Physics
Scientific paper
Sep 2001
adsabs.harvard.edu/cgi-bin/nph-data_query?bibcode=2001phdt.......108a&link_type=abstract
ProQuest Dissertations And Theses; Thesis (Ph.D.)--The Pennsylvania State University, 2001.; Publication Number: AAT3036142; ISB
Physics
2
Scientific paper
We establish a sample of 39 nearby, nearly face-on disk galaxies for a detailed study of their photometric and kinematic structure and asymmetries. For this sample we collected two-dimensional Halpha velocity-fields at echelle resolutions with the DensePak integral field unit on the WIYN 3.5m telescope, HI line widths taken with the Nancay radio telescope, and deep R and I-band imaging from the WIYN telescope, the 2.1m telescope at KPNO, and the Harlan J. Smith 2.7m telescope at McDonald Observatory. These data put constraints on the shape of disk galaxies and their halos and are used to study the fundamental disk galaxy scaling relationship between rotation speed and luminosity, i.e., the Tully-Fisher relation.
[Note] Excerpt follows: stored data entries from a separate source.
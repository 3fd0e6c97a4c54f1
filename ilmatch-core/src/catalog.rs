use alloc::{
    boxed::Box,
    string::String,
    vec::Vec,
};
use core::{
    fmt::{
        self,
        Display,
    },
    ops::Range,
};

use crate::{
    compiler::{
        self,
        ParseError,
        PositionedError,
    },
    find_first,
    parse_address,
    AddressError,
    AddressRadix,
    ExpressionPattern,
    Match,
};

#[derive(Debug, Clone, PartialEq)]
pub enum CatalogError {
    /// A target has been declared without any pattern variant.
    EmptyTarget { target: String },

    /// A pattern variant failed to compile.
    MalformedVariant {
        target: String,
        variant: usize,
        error: PositionedError<ParseError>,
    },

    /// A precompiled pattern variant does not contain exactly one capturing wildcard.
    CaptureCount {
        target: String,
        variant: usize,
        count: usize,
    },

    /// Two targets share the same name.
    DuplicateTarget { target: String },
}

impl Display for CatalogError {
    fn fmt(&self, f: &mut fmt::Formatter<'_>) -> fmt::Result {
        match self {
            Self::EmptyTarget { target } => write!(f, "target {} has no pattern variants", target),
            Self::MalformedVariant {
                target,
                variant,
                error,
            } => write!(f, "variant {} of target {}: {}", variant, target, error),
            Self::CaptureCount {
                target,
                variant,
                count,
            } => write!(
                f,
                "variant {} of target {} has {} capturing wildcards, expected exactly one",
                variant, target, count
            ),
            Self::DuplicateTarget { target } => write!(f, "target {} declared twice", target),
        }
    }
}

/// A logical function of interest and the ordered pattern variants locating it.
///
/// Variants cover platform and ABI differences and are tried strictly in declaration order.
#[derive(Debug)]
pub struct TargetDescriptor {
    name: String,
    variants: Vec<Box<dyn ExpressionPattern>>,
}

impl TargetDescriptor {
    /// Create a target from already compiled patterns (e.g. created by the `pattern!` macro).
    pub fn new(
        name: impl Into<String>,
        variants: Vec<Box<dyn ExpressionPattern>>,
    ) -> Result<Self, CatalogError> {
        let name = name.into();
        if variants.is_empty() {
            return Err(CatalogError::EmptyTarget { target: name });
        }

        for (variant, pattern) in variants.iter().enumerate() {
            let count = pattern.capture_count();
            if count != 1 {
                return Err(CatalogError::CaptureCount {
                    target: name,
                    variant,
                    count,
                });
            }
        }

        Ok(Self { name, variants })
    }

    /// Compile the pattern texts and create a target from them.
    pub fn compile<I, S>(name: impl Into<String>, variants: I) -> Result<Self, CatalogError>
    where
        I: IntoIterator<Item = S>,
        S: AsRef<str>,
    {
        let name = name.into();
        let mut patterns = Vec::<Box<dyn ExpressionPattern>>::new();
        for (variant, source) in variants.into_iter().enumerate() {
            let pattern = compiler::compile_pattern(source.as_ref()).map_err(|error| {
                CatalogError::MalformedVariant {
                    target: name.clone(),
                    variant,
                    error,
                }
            })?;

            patterns.push(Box::new(pattern));
        }

        Self::new(name, patterns)
    }

    pub fn name(&self) -> &str {
        &self.name
    }

    pub fn variants(&self) -> impl Iterator<Item = &dyn ExpressionPattern> {
        self.variants.iter().map(|variant| variant.as_ref())
    }

    fn match_variants<'a>(&'a self, corpus: &'a str) -> impl Iterator<Item = CatalogMatch<'a>> {
        self.variants
            .iter()
            .enumerate()
            .filter_map(move |(variant, pattern)| {
                let pattern = pattern.as_ref();
                let inner = find_first(pattern, corpus)?;
                Some(CatalogMatch {
                    target: self,
                    variant,
                    pattern,
                    inner,
                })
            })
    }

    /// Try every variant in order against the corpus and return the first match.
    pub fn resolve<'a>(&'a self, corpus: &'a str) -> Option<CatalogMatch<'a>> {
        self.match_variants(corpus).next()
    }

    /// Try every variant in order and return the first match whose capture is an address.
    ///
    /// A variant capturing something else counts as not applying and the next variant is tried.
    /// The first rejected capture is only reported if no later variant yields an address.
    pub fn resolve_address<'a>(
        &'a self,
        corpus: &'a str,
        radix: AddressRadix,
    ) -> AddressResolution<'a> {
        let mut rejected = None;
        for matched in self.match_variants(corpus) {
            match matched.address(radix) {
                Ok(address) => return AddressResolution::Resolved { matched, address },
                Err(error) => {
                    if rejected.is_none() {
                        rejected = Some((matched, error));
                    }
                }
            }
        }

        match rejected {
            Some((matched, error)) => AddressResolution::InvalidCapture { matched, error },
            None => AddressResolution::Unresolved,
        }
    }
}

/// Address of a single target within a corpus.
#[derive(Debug, Clone)]
pub enum AddressResolution<'a> {
    /// A variant matched and captured an address.
    Resolved {
        matched: CatalogMatch<'a>,
        address: u64,
    },

    /// Variants matched but none of them captured an address.
    /// Contains the first of those matches.
    InvalidCapture {
        matched: CatalogMatch<'a>,
        error: AddressError,
    },

    /// No variant matched.
    Unresolved,
}

/// The first matching pattern variant of a target.
#[derive(Debug, Clone)]
pub struct CatalogMatch<'a> {
    target: &'a TargetDescriptor,
    variant: usize,
    pattern: &'a dyn ExpressionPattern,
    inner: Match<'a>,
}

impl<'a> CatalogMatch<'a> {
    pub fn target(&self) -> &'a TargetDescriptor {
        self.target
    }

    /// Index of the matching variant within the target.
    pub fn variant(&self) -> usize {
        self.variant
    }

    pub fn pattern(&self) -> &'a dyn ExpressionPattern {
        self.pattern
    }

    pub fn region(&self) -> &Range<usize> {
        self.inner.region()
    }

    pub fn capture(&self) -> &'a str {
        self.inner.capture()
    }

    /// Convert the capture into an address.
    ///
    /// A capture is any run of word characters and therefore this may fail
    /// even though the pattern itself did match.
    pub fn address(&self, radix: AddressRadix) -> Result<u64, AddressError> {
        parse_address(self.inner.capture(), radix)
    }
}

/// Resolution outcome of a single target.
#[derive(Debug, Clone)]
pub struct TargetResolution<'a> {
    target: &'a TargetDescriptor,
    result: Option<CatalogMatch<'a>>,
}

impl<'a> TargetResolution<'a> {
    pub fn target(&self) -> &'a TargetDescriptor {
        self.target
    }

    pub fn result(&self) -> Option<&CatalogMatch<'a>> {
        self.result.as_ref()
    }

    pub fn is_resolved(&self) -> bool {
        self.result.is_some()
    }
}

/// An immutable, ordered collection of [TargetDescriptor]s.
#[derive(Debug, Default)]
pub struct SignatureCatalog {
    targets: Vec<TargetDescriptor>,
}

impl SignatureCatalog {
    pub fn new(targets: Vec<TargetDescriptor>) -> Result<Self, CatalogError> {
        for (index, target) in targets.iter().enumerate() {
            if targets[..index]
                .iter()
                .any(|other| other.name == target.name)
            {
                return Err(CatalogError::DuplicateTarget {
                    target: target.name.clone(),
                });
            }
        }

        Ok(Self { targets })
    }

    pub fn targets(&self) -> &[TargetDescriptor] {
        &self.targets
    }

    pub fn target(&self, name: &str) -> Option<&TargetDescriptor> {
        self.targets.iter().find(|target| target.name == name)
    }

    pub fn len(&self) -> usize {
        self.targets.len()
    }

    pub fn is_empty(&self) -> bool {
        self.targets.is_empty()
    }

    /// Resolve every target against the corpus.
    ///
    /// Targets are resolved independently of each other and reported in catalog order.
    pub fn resolve<'a>(&'a self, corpus: &'a str) -> Vec<TargetResolution<'a>> {
        self.targets
            .iter()
            .map(|target| TargetResolution {
                target,
                result: target.resolve(corpus),
            })
            .collect()
    }
}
To study the shapes of galaxy disks, we measured both photometric and kinematic asymmetries. From studies of the asymmetry, we were able to show that the now commonly used photometric rotational asymmetry index does not measure disk flocculence as previously suggested; instead it is shown to be equivalent to low order, odd Fourier amplitudes, i.e., lopsidedness. In addition to studying disk lopsidedness, a set of kinematic and photometric indices are used to present the first measurements of disk ellipticity for galaxies outside the Milky Way. These measurements are decoupled from a phase angle which plagues previous estimates of disk ellipticity. Nonetheless, our disk ellipticity measurement of 0.083 +/- 0.054 is consistent with these previous estimates. This measurement allows us to put a limit of 0.15 mag on Tully-Fisher scatter due to the intrinsic ellipticity of disk galaxies. Kinematic inclination angles, one of the primary kinematic indices used to measure disk ellipticity, were derived from model velocity-field fits to our Halpha velocity fields. These inclinations are both accurate and precise and allowed us to create the first Tully-Fisher relation for nearly face-on disk galaxies. We demonstrate that our face-on Tully-Fisher sample is well fit by a published Tully-Fisher relation. In fact, the Tully-Fisher scatter for our data was smaller than that of the parent Tully-Fisher survey. The future of integral field units like SparsePak, newly commissioned on the WIYN telescope, promises more advances in the study of galaxy kinematics.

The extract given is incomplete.